The "crosswalk" we received in January from Jim Collins/Cardiology Coder.com, instructs us to use 92941 for the infarct vessel, AND 92941 for each additional branch and/or major coronary vessel treated.

Another expert, Dr. Zielske, instructs us to code 92941 for the initial, major vessel with 92929 for branch vessels and/or 92928 for additional major vessels.

Both of these coding sources are excellent and usually very reliable, but in this case they contradict each other.

From what I've read, most of you are going with Dr. Zielske's interpretation of the codes.

Has anyone found specific information from the AMA/CPT or ACC that clarifies how to apply the PCI codes, during an MI , when multiple vessels/branches are also treated?

Thanks!
Elizabeth


----------



## jewlz0879 (Feb 27, 2013)

CPT directs us, "for additional vessels use 92920-92938, 92943, 92944" but it is confusing since inevitably we'll encounter situations that will challenge what we thought we knew. 

Maybe CPT only meant for 92941 to be used once per encounter. I've never actually had a physician document multiple MI's in different major coronary arteries - but mabe my thought process is wrong here. 

Here is an example from AMA:
_
A guidewire is passed through total occlusion in the proximal LAD, initial balloon angioplasty reveals large thrombus burden with recurrent occlusion, mechanical thrombectomy is performed followed by angioplasty & stent to the proximal LAD. An additional stent placed to mid-LAD, and balloon angioplasty of large second diagonal is performed._

Answer: 92941 (MI—LAD), 92973 (mechanical thrombectomy, +92921 (angioplasty of LADD); stent in mid-LAD not separately reported

This can be found @ http://www.ama-assn.org/resources/doc/cpt/17-cardiology-brin.pdf

So, it seems that the direction of CPT to use, 92920-92938, 92943, 92944, seems correct - based on our situation above. I think if the physician documents MI of other major coronary vessels, then you could consider 92941-59. But the verbiage says, 'single vessel' and all other PCI have add-on for additional vessels. 

Sticky, sticky here.


----------



## jewlz0879 (Feb 27, 2013)

If you google CPT 92941 you will see a few different posts on this via AAPC. It seems some are going to bill 92941 for each vessel, when documented with AMI and took the direction from CPT regarding additional vessels to mean ones NOT involving AMI. 

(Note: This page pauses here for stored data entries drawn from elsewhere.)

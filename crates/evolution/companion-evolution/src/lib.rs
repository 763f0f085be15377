//! Companion Evolution
//!
//! Personality evolution for simulated companions. A companion carries a set
//! of bounded traits that change through direct reinforcement from
//! interactions and slow drift across a fixed influence network.
//!
//! # Overview
//!
//! - **TraitGraph**: independent trait values in [0, 1], a weighted directed
//!   influence graph between them, and emergent tags derived from trait
//!   combinations.
//!
//! - **AttentionTracker**: a decaying attention level, classified into bands
//!   and turned into a pressure signal.
//!
//! - **MemoryStore**: a bounded episodic log with per-source profiles and
//!   temporal / source-preference patterns.
//!
//! - **BehaviorSelector**: a trait-gated behavior catalog with success
//!   tracking, cooldowns and named runtime overrides.
//!
//! - **EvolutionEngine**: runs one event through all of the above and
//!   returns a single result record. Persisted through [`EngineSnapshot`].
//!
//! The engine is synchronous and performs no I/O. One engine instance is one
//! entity; separate instances share nothing but an `Arc<EvolutionConfig>`.
//!
//! # Example Usage
//!
//! ```rust
//! use chrono::Utc;
//! use companion_evolution::{EvolutionConfig, EvolutionEngine, InteractionEvent, SeedStrategy};
//! use std::sync::Arc;
//!
//! let config = Arc::new(EvolutionConfig::default());
//! let mut pet = EvolutionEngine::new(config, &SeedStrategy::archetype("curious")).unwrap();
//!
//! let result = pet.process(&InteractionEvent::new("alice", "teach", 1.0, Utc::now()));
//! assert!(result.trait_deltas["curiosity"] > 0.0);
//!
//! let saved = pet.serialize().unwrap();
//! let restored = EvolutionEngine::deserialize(&saved, pet.config().clone()).unwrap();
//! assert_eq!(restored.snapshot(), pet.snapshot());
//! ```

#![warn(missing_docs)]
#![warn(clippy::all)]

use companion_core::Result;
use std::sync::Arc;

/// Component types, configuration and result records
pub mod types;
/// Engine orchestration and persistence
pub mod services;

pub use services::*;
pub use types::*;

/// Create a companion from a named archetype with the default configuration
pub fn companion_from_archetype(archetype: &str) -> Result<EvolutionEngine> {
    EvolutionEngine::new(
        Arc::new(EvolutionConfig::default()),
        &SeedStrategy::archetype(archetype),
    )
}

/// Create a companion with the default configuration and random traits
pub fn random_companion() -> Result<EvolutionEngine> {
    EvolutionEngine::new(Arc::new(EvolutionConfig::default()), &SeedStrategy::random())
}

#[cfg(test)]
mod tests {
    use super::*;

    #[test]
    fn test_companion_from_archetype() {
        let companion = companion_from_archetype("stoic").unwrap();
        assert_eq!(companion.traits().get("calmness"), Some(0.8));
        assert!(companion_from_archetype("pirate").is_err());
    }

    #[test]
    fn test_random_companion() {
        let companion = random_companion().unwrap();
        assert_eq!(companion.traits().values().len(), DEFAULT_TRAITS.len());
        assert_eq!(companion.processed_events(), 0);
    }

    #[test]
    fn test_engine_is_send_and_sync() {
        fn assert_send_sync<T: Send + Sync>() {}
        assert_send_sync::<EvolutionEngine>();
        assert_send_sync::<Arc<EvolutionConfig>>();
    }
}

Just FYI. We don't have a real solid answer yet.


----------



## meganbruce (Mar 8, 2013)

*POBA on RI during MI*

I am having a difficult time fiding a definitive answer to:

POBA was performed within the RI during MI. I initially thought 92920, but then thought92941, but now I'm not so sure. I have read and re-read the definition to 92941 and while it says "any combination of..." I have found several Cardiology websites that have implied that 92941 is for ANY and ALL services to the vessel during an MI. 

Can anyone clarify this for me please.


----------



## Twixle2002 (Mar 13, 2013)

I just pulled off the symposium that Julie referenced.. It states, "ANY PCI of acute/subacute occulssion during acute MI, single vessel"  This is only my interpretation, if the physician does a stent, balloon, or thrombectomy in more than one vessel during the MI he/she should be able to bill this code more than once with the 59 modifier and a differentiation of the vessels...


----------